The Juniper study suggests that mobile payments may be one way to broaden the market for, and use of, smart watches. Shipments will be driven, Juniper predicts, "by a new multi-function segment capable of performing an array of additional functionalities such as tracking fitness and sports activities, payments or ticketing...."
Mobile payments and probably ticketing are being driven by advances in several areas, but one Juniper notes is near field communications or NFC. But NFC poses special challenges in something as small as a watch.
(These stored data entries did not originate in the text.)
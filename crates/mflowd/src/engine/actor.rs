//! Single-consumer engine loop.
//!
//! One task owns the `Engine`. Producers hand samples over a capacity-1
//! queue, scrapes arrive on their own queue, and the loop serves exactly
//! one message at a time, so registry writes never race each other and a
//! scrape always lands between two samples.

use std::sync::Arc;

use tokio::sync::{mpsc, oneshot};
use tokio::task::JoinHandle;
use tokio_util::sync::CancellationToken;

use mflow_core::error::{MflowError, Result};
use mflow_core::MetricSample;

use super::aggregate::{ApplyOutcome, Engine};
use super::scrape::{ScrapeClient, ScrapeSignal};
use crate::obs::metrics::DaemonMetrics;

/// tokio has no zero-capacity channel; 1 is the closest to a rendezvous.
const INPUT_QUEUE_CAPACITY: usize = 1;

/// Why the engine loop stopped.
#[derive(Debug, Clone, Copy, PartialEq, Eq)]
pub enum Termination {
    /// The process-wide cancellation token fired.
    Cancelled,
    /// All producers and scrape clients were dropped.
    Disconnected,
}

struct Ingest {
    sample: MetricSample,
    reply: Option<oneshot::Sender<Result<ApplyOutcome>>>,
}

impl std::fmt::Debug for Ingest {
    fn fmt(&self, f: &mut std::fmt::Formatter<'_>) -> std::fmt::Result {
        f.debug_struct("Ingest").field("sample", &self.sample).finish()
    }
}

/// Producer side of the engine's input queue. Cheap to clone.
#[derive(Clone, Debug)]
pub struct EngineHandle {
    tx: mpsc::Sender<Ingest>,
}

impl EngineHandle {
    /// Fire-and-forget. Suspends until the engine takes the sample.
    pub async fn submit(&self, sample: MetricSample) -> Result<()> {
        self.tx
            .send(Ingest { sample, reply: None })
            .await
            .map_err(|_| MflowError::EngineUnavailable)
    }

    /// Submit and wait for the outcome (rejections come back as errors).
    pub async fn apply(&self, sample: MetricSample) -> Result<ApplyOutcome> {
        let (reply, rx) = oneshot::channel();
        self.tx
            .send(Ingest {
                sample,
                reply: Some(reply),
            })
            .await
            .map_err(|_| MflowError::EngineUnavailable)?;
        rx.await.map_err(|_| MflowError::EngineUnavailable)?
    }
}

pub struct EngineActor {
    engine: Engine,
    samples: mpsc::Receiver<Ingest>,
    scrapes: mpsc::Receiver<ScrapeSignal>,
    cancel: CancellationToken,
    metrics: Arc<DaemonMetrics>,
}

/// Build the actor and its two client ends without starting it.
pub fn channel(
    engine: Engine,
    cancel: CancellationToken,
    metrics: Arc<DaemonMetrics>,
) -> (EngineHandle, ScrapeClient, EngineActor) {
    let (sample_tx, samples) = mpsc::channel(INPUT_QUEUE_CAPACITY);
    let (scrape_tx, scrapes) = mpsc::channel(1);

    let actor = EngineActor {
        engine,
        samples,
        scrapes,
        cancel,
        metrics,
    };
    (
        EngineHandle { tx: sample_tx },
        ScrapeClient::new(scrape_tx),
        actor,
    )
}

/// Start a fresh engine on the current runtime.
pub fn spawn(
    cancel: CancellationToken,
    metrics: Arc<DaemonMetrics>,
) -> (EngineHandle, ScrapeClient, JoinHandle<Termination>) {
    let (handle, scrape, actor) = channel(Engine::new(), cancel, metrics);
    (handle, scrape, tokio::spawn(actor.run()))
}

impl EngineActor {
    pub async fn run(mut self) -> Termination {
        tracing::debug!("aggregation engine running");

        let mut samples_open = true;
        let mut scrapes_open = true;

        loop {
            tokio::select! {
                biased;

                _ = self.cancel.cancelled() => {
                    tracing::info!("aggregation engine cancelled");
                    return Termination::Cancelled;
                }

                sig = self.scrapes.recv(), if scrapes_open => match sig {
                    Some(sig) => self.serve_scrape(sig),
                    None => scrapes_open = false,
                },

                ingest = self.samples.recv(), if samples_open => match ingest {
                    Some(ingest) => self.apply(ingest),
                    None => samples_open = false,
                },
            }

            if !samples_open && !scrapes_open {
                tracing::info!("aggregation engine disconnected");
                return Termination::Disconnected;
            }
        }
    }

    fn serve_scrape(&self, sig: ScrapeSignal) {
        tracing::debug!("sending aggregated metrics");
        self.metrics.scrapes.inc(&[]);
        if !sig.reply(self.engine.snapshot()) {
            tracing::debug!("scrape requester went away before the reply");
        }
    }

    fn apply(&mut self, ingest: Ingest) {
        let Ingest { sample, reply } = ingest;
        let res = self.engine.apply(&sample);

        let outcome = match &res {
            Ok(o) => o.as_str(),
            Err(e) => e.code().as_str(),
        };
        self.metrics.samples.inc(&[("outcome", outcome)]);

        match &res {
            Ok(ApplyOutcome::Applied) => {}
            Ok(ApplyOutcome::Stale) => {
                tracing::debug!(name = %sample.base_name(), ts = sample.timestamp(), "stale gauge sample dropped");
            }
            Err(e) => {
                tracing::warn!(name = %sample.base_name(), code = e.code().as_str(), "failed to aggregate metric: {e}");
            }
        }

        if let Some(reply) = reply {
            let _ = reply.send(res);
        }
    }
}
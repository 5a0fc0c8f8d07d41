//! Core library for skipper, a local-first to-do list manager.
//!
//! Provides the item model, the write-through [`ItemStore`], JSON
//! persistence with a generated fallback collection, key-value
//! [`Settings`] and application configuration. All data lives in plain
//! files under a configurable data directory; there is no server
//! component.

pub mod config;
pub mod models;
pub mod settings;
pub mod storage;
pub mod store;

pub use config::Config;
pub use models::Item;
pub use settings::Settings;
pub use storage::{ItemPersistence, StorageError, StorageStats};
pub use store::ItemStore;
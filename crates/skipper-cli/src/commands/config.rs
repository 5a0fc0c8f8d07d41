//! Config command handlers

use anyhow::{bail, Context, Result};

use skipper_core::Config;

use crate::output::{Output, OutputFormat};

/// Show current configuration
pub fn show(output: &Output) -> Result<()> {
    let config = Config::load().context("Failed to load configuration")?;

    match output.format {
        OutputFormat::Json => {
            println!(
                "{}",
                serde_json::json!({
                    "data_dir": config.data_dir,
                    "log_file": config.log_file
                })
            );
        }
        OutputFormat::Quiet => {
            println!("{}", config.data_dir.display());
        }
        OutputFormat::Human => {
            println!("Configuration:");
            println!("  data_dir: {}", config.data_dir.display());
            println!(
                "  log_file: {}",
                config
                    .log_file
                    .as_ref()
                    .map(|p| p.display().to_string())
                    .unwrap_or_else(|| "(not set)".to_string())
            );
            println!();
            println!("Config file: {}", Config::config_file_path().display());
        }
    }

    Ok(())
}

/// Set a configuration value
pub fn set(key: String, value: String, output: &Output) -> Result<()> {
    let mut config = Config::load().context("Failed to load configuration")?;

    match key.as_str() {
        "data_dir" => {
            config.data_dir = value.clone().into();
        }
        "log_file" => {
            config.log_file = if value.is_empty() || value == "none" {
                None
            } else {
                Some(value.clone().into())
            };
        }
        _ => {
            bail!(
                "Unknown configuration key: '{}'\n\
                 Valid keys: data_dir, log_file",
                key
            );
        }
    }

    config.save().context("Failed to save configuration")?;

    output.success(&format!("Set {} = {}", key, value));

    Ok(())
}
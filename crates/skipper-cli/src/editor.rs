//! Editor integration and confirmation prompts
//!
//! Notes editing hands a scratch file to the user's editor and reads it
//! back once the editor exits. Confirmation prompts only fire on a
//! terminal; piped input answers no.

use std::env;
use std::fs;
use std::io::{self, Write};
use std::process::Command;

use anyhow::{bail, Context, Result};
use tempfile::Builder;

/// Editors tried when neither $EDITOR nor $VISUAL is set
const FALLBACK_EDITORS: &[&str] = &["nano", "vim", "vi", "emacs"];

/// Open `initial` in the user's editor and return the edited text
pub fn edit_text(initial: &str) -> Result<String> {
    let editor = find_editor()?;

    let mut scratch = Builder::new()
        .prefix("skipper-notes-")
        .suffix(".txt")
        .tempfile()
        .context("Failed to create scratch file for editing")?;
    scratch
        .write_all(initial.as_bytes())
        .context("Failed to write scratch file")?;
    scratch.flush()?;

    let status = Command::new(&editor)
        .arg(scratch.path())
        .status()
        .with_context(|| format!("Failed to run editor: {}", editor))?;
    if !status.success() {
        bail!("Editor '{}' exited with an error, discarding edits", editor);
    }

    // Read back by path: some editors replace the file on save
    let edited = fs::read_to_string(scratch.path())
        .with_context(|| format!("Failed to read edited text from {:?}", scratch.path()))?;
    Ok(edited)
}

/// Pick the editor to launch
///
/// $EDITOR wins over $VISUAL; with neither set, the first common editor
/// found on PATH is used.
fn find_editor() -> Result<String> {
    for var in ["EDITOR", "VISUAL"] {
        if let Ok(editor) = env::var(var) {
            if !editor.is_empty() {
                return Ok(editor);
            }
        }
    }

    for candidate in FALLBACK_EDITORS {
        if command_exists(candidate) {
            return Ok(candidate.to_string());
        }
    }

    bail!("No editor found. Set $EDITOR, for example: export EDITOR=nano")
}

/// Check whether `cmd` resolves to a file on PATH
fn command_exists(cmd: &str) -> bool {
    let Some(path) = env::var_os("PATH") else {
        return false;
    };
    env::split_paths(&path).any(|dir| dir.join(cmd).is_file())
}

/// Ask a yes/no question, defaulting to no
///
/// Answers no without prompting when stdin is not a terminal, so piped
/// and scripted runs never block.
pub fn confirm(prompt: &str) -> Result<bool> {
    if !atty::is(atty::Stream::Stdin) {
        return Ok(false);
    }

    print!("{} [y/N] ", prompt);
    io::stdout().flush()?;

    let mut answer = String::new();
    io::stdin().read_line(&mut answer)?;
    Ok(matches!(answer.trim(), "y" | "Y" | "yes" | "Yes"))
}
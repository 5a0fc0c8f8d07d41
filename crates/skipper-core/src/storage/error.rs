//! Storage error handling
//!
//! Typed errors for the persistence layer. The store absorbs these at its
//! boundary (load falls back to defaults, save failures are logged), so
//! they surface only in logs and in the persistence API itself.

use std::io;
use std::path::PathBuf;
use thiserror::Error;

/// Errors that can occur during storage operations
#[derive(Error, Debug)]
pub enum StorageError {
    /// Failed to create data directory
    #[error("Failed to create data directory {path:?}: {source}")]
    CreateDirectory {
        path: PathBuf,
        #[source]
        source: io::Error,
    },

    /// Permission denied accessing path
    #[error("Permission denied: cannot access {path:?}. Check file permissions.")]
    PermissionDenied {
        path: PathBuf,
        #[source]
        source: io::Error,
    },

    /// Failed to read file
    #[error("Failed to read {path:?}: {source}")]
    ReadError {
        path: PathBuf,
        #[source]
        source: io::Error,
    },

    /// Failed to write file
    #[error("Failed to write {path:?}: {source}")]
    WriteError {
        path: PathBuf,
        #[source]
        source: io::Error,
    },

    /// Persisted document cannot be decoded
    #[error("Invalid item data in {path:?}: {source}")]
    InvalidFormat {
        path: PathBuf,
        #[source]
        source: serde_json::Error,
    },

    /// In-memory state cannot be encoded
    #[error("Failed to encode items: {0}")]
    Serialize(#[from] serde_json::Error),

    /// File not found (when expected to exist)
    #[error("File not found: {path:?}")]
    NotFound { path: PathBuf },

    /// Atomic write failed during rename
    #[error("Atomic write failed: could not rename {from:?} to {to:?}: {source}")]
    AtomicWriteFailed {
        from: PathBuf,
        to: PathBuf,
        #[source]
        source: io::Error,
    },

    /// Generic I/O error
    #[error("I/O error: {0}")]
    Io(#[from] io::Error),
}

impl StorageError {
    /// Create an error from an I/O error with path context
    ///
    /// Classifies the error based on its kind.
    pub fn from_io(error: io::Error, path: PathBuf) -> Self {
        match error.kind() {
            io::ErrorKind::PermissionDenied => StorageError::PermissionDenied {
                path,
                source: error,
            },
            io::ErrorKind::NotFound => StorageError::NotFound { path },
            _ => StorageError::WriteError {
                path,
                source: error,
            },
        }
    }
}

/// Result type for storage operations
pub type StorageResult<T> = Result<T, StorageError>;
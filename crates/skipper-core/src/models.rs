//! Data model for Skipper
//!
//! Defines `Item`, the single record type: a to-do/notes entry with a
//! title, free-form notes, a date, and a favorite flag. Items are
//! serialized as-is into the persisted JSON document.

use chrono::{DateTime, Utc};
use serde::{Deserialize, Serialize};
use uuid::Uuid;

/// A single to-do/notes entry
///
/// Identity is the `id` field; two items with the same `id` refer to the
/// same entry even when their other fields differ. Structural equality
/// (`PartialEq`) compares every field and drives change detection.
#[derive(Debug, Clone, Serialize, Deserialize, PartialEq)]
pub struct Item {
    /// Unique identifier, immutable after creation
    pub id: Uuid,
    /// Item date, defaults to creation time
    pub date: DateTime<Utc>,
    /// Favorite flag
    pub favorite: bool,
    /// Title, may be empty
    pub title: String,
    /// Free-form notes, may be empty
    pub notes: String,
}

impl Item {
    /// Create a new item with a fresh id and all fields at their defaults
    pub fn new() -> Self {
        Self::with_date(Utc::now())
    }

    /// Create a new item carrying a specific date
    pub fn with_date(date: DateTime<Utc>) -> Self {
        Self {
            id: Uuid::new_v4(),
            date,
            favorite: false,
            title: String::new(),
            notes: String::new(),
        }
    }

    /// Display title: the title itself, or the complete date string when
    /// the title is empty
    pub fn item_title(&self) -> String {
        if self.title.is_empty() {
            self.date_string()
        } else {
            self.title.clone()
        }
    }

    /// Complete date, e.g. `Tuesday, August 25, 2026`
    pub fn date_string(&self) -> String {
        self.date.format("%A, %B %-d, %Y").to_string()
    }

    /// Abbreviated date with short time, e.g. `Aug 25, 2026, 9:15 AM`
    pub fn date_time_string(&self) -> String {
        self.date.format("%b %-d, %Y, %-I:%M %p").to_string()
    }
}

impl Default for Item {
    fn default() -> Self {
        Self::new()
    }
}
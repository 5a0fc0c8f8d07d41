//! Application configuration
//!
//! Configuration is loaded from:
//! 1. Default values
//! 2. Config file (~/.config/skipper/config.toml)
//! 3. Environment variables (SKIPPER_* prefix)
//!
//! Environment variables take precedence over config file values.

use anyhow::{Context, Result};
use serde::{Deserialize, Serialize};
use std::path::PathBuf;

/// Environment variable prefix
const ENV_PREFIX: &str = "SKIPPER";

/// Application configuration
#[derive(Debug, Clone, Serialize, Deserialize)]
pub struct Config {
    /// Directory for persisted data (item list, settings)
    #[serde(default = "default_data_dir")]
    pub data_dir: PathBuf,

    /// Log file path (optional; defaults to {data_dir}/debug.log when
    /// logging is enabled)
    #[serde(default)]
    pub log_file: Option<PathBuf>,
}

impl Default for Config {
    fn default() -> Self {
        Self {
            data_dir: default_data_dir(),
            log_file: None,
        }
    }
}

impl Config {
    /// Load configuration from default location and environment
    ///
    /// Order of precedence (highest to lowest):
    /// 1. Environment variables (SKIPPER_DATA_DIR, SKIPPER_LOG_FILE)
    /// 2. Config file (~/.config/skipper/config.toml or SKIPPER_CONFIG)
    /// 3. Default values
    pub fn load() -> Result<Self> {
        Self::load_from_path(&Self::config_file_path())
    }

    /// Load configuration from a specific path
    ///
    /// Environment variables are still applied as overrides.
    /// If the file doesn't exist, defaults are used.
    pub fn load_from_path(path: &PathBuf) -> Result<Self> {
        let mut config = if path.exists() {
            let content = std::fs::read_to_string(path)
                .with_context(|| format!("Failed to read config file: {:?}", path))?;
            toml::from_str(&content)
                .with_context(|| format!("Failed to parse config file: {:?}", path))?
        } else {
            Self::default()
        };

        config.apply_env_overrides();
        config.ensure_data_dir()?;
        Ok(config)
    }

    /// Load configuration from a TOML string (useful for testing)
    pub fn load_from_str(toml_content: &str) -> Result<Self> {
        let mut config: Config =
            toml::from_str(toml_content).context("Failed to parse config TOML")?;
        config.apply_env_overrides();
        Ok(config)
    }

    /// Apply environment variable overrides
    fn apply_env_overrides(&mut self) {
        // SKIPPER_DATA_DIR
        if let Ok(val) = std::env::var(format!("{}_DATA_DIR", ENV_PREFIX)) {
            self.data_dir = PathBuf::from(val);
        }

        // SKIPPER_LOG_FILE
        if let Ok(val) = std::env::var(format!("{}_LOG_FILE", ENV_PREFIX)) {
            self.log_file = if val.is_empty() {
                None
            } else {
                Some(PathBuf::from(val))
            };
        }
    }

    /// Ensure data directory exists
    fn ensure_data_dir(&self) -> Result<()> {
        if !self.data_dir.exists() {
            std::fs::create_dir_all(&self.data_dir)
                .with_context(|| format!("Failed to create data directory: {:?}", self.data_dir))?;
        }
        Ok(())
    }

    /// Save configuration to file
    pub fn save(&self) -> Result<()> {
        let config_path = Self::config_file_path();

        if let Some(parent) = config_path.parent() {
            std::fs::create_dir_all(parent)
                .with_context(|| format!("Failed to create config directory: {:?}", parent))?;
        }

        let content = toml::to_string_pretty(self).context("Failed to serialize config")?;
        std::fs::write(&config_path, content)
            .with_context(|| format!("Failed to write config file: {:?}", config_path))?;
        Ok(())
    }

    /// Get the config file path
    ///
    /// Can be overridden with SKIPPER_CONFIG environment variable
    pub fn config_file_path() -> PathBuf {
        if let Ok(path) = std::env::var(format!("{}_CONFIG", ENV_PREFIX)) {
            return PathBuf::from(path);
        }

        dirs::config_dir()
            .unwrap_or_else(|| PathBuf::from("."))
            .join("skipper")
            .join("config.toml")
    }

    /// Get the path to the persisted item list
    pub fn items_path(&self) -> PathBuf {
        self.data_dir.join("appdata.json")
    }

    /// Get the path to the persisted settings
    pub fn settings_path(&self) -> PathBuf {
        self.data_dir.join("settings.json")
    }
}

/// Get the default data directory
fn default_data_dir() -> PathBuf {
    dirs::data_local_dir()
        .unwrap_or_else(|| PathBuf::from("."))
        .join("skipper")
}
//! CLI command handlers

pub mod config;
pub mod item;
pub mod settings;
pub mod status;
NFC operates at a very low frequency, around 13.56 MHZ, as this post at AntennaTheory.com explains. The antenna for such a chip actually acts more like an inductor: "If the magnetic fields from one inductor pass near another inductor, an induced current will exist within the second inductor. This is contactless energy transfer - exactly what NFC requires," according to the post.
The result is that NFC antennas take up a lot of space. "In general, the larger the inductance of the antenna can be made, the better it will perform," according to AntennaTheory. "Hence, NFC antennas are often simply loops of wire, occupying as much surface area as the device allows." To illustrate, here's a photo of the NFC antenna a wrapped coil of wire used in the Google Nexus smartphone by Samsung. Cleverly, it was mounted on the back of the battery, and covers nearly all of it, under a thin plastic back cover.
New materials are being used for antenna, such as very thin sheets of ferrite instead of copper wire. One example is the ferrite sheet antenna announced in February 2013 by Pulse Electronics' mobile division. "Pulse's thinner NFC antenna sends and receives clear signals even when installed in a handset in close proximity to the battery or metal housing," according to the press release. But the sheet is still 35 x 50mm in size, or 1.37 x 1.90 inches. That will make for a big watch.
There are even indications that the age group considered most receptive to smart watches the Millenials born from 1981 to 2000 actually isn't. A story at Phys.org carried the headline "Smart watches might not fit millennials' needs, expert says."
"A lot of the millennial behavior is transitory," said Jeffrey Cole, director of the Center for the Digital Future. "But as people age, they still are not wearing watches, and we'll begin to find out next month if that behavioral change is transformational." Samsung is expected to release its Gear smart watch in September.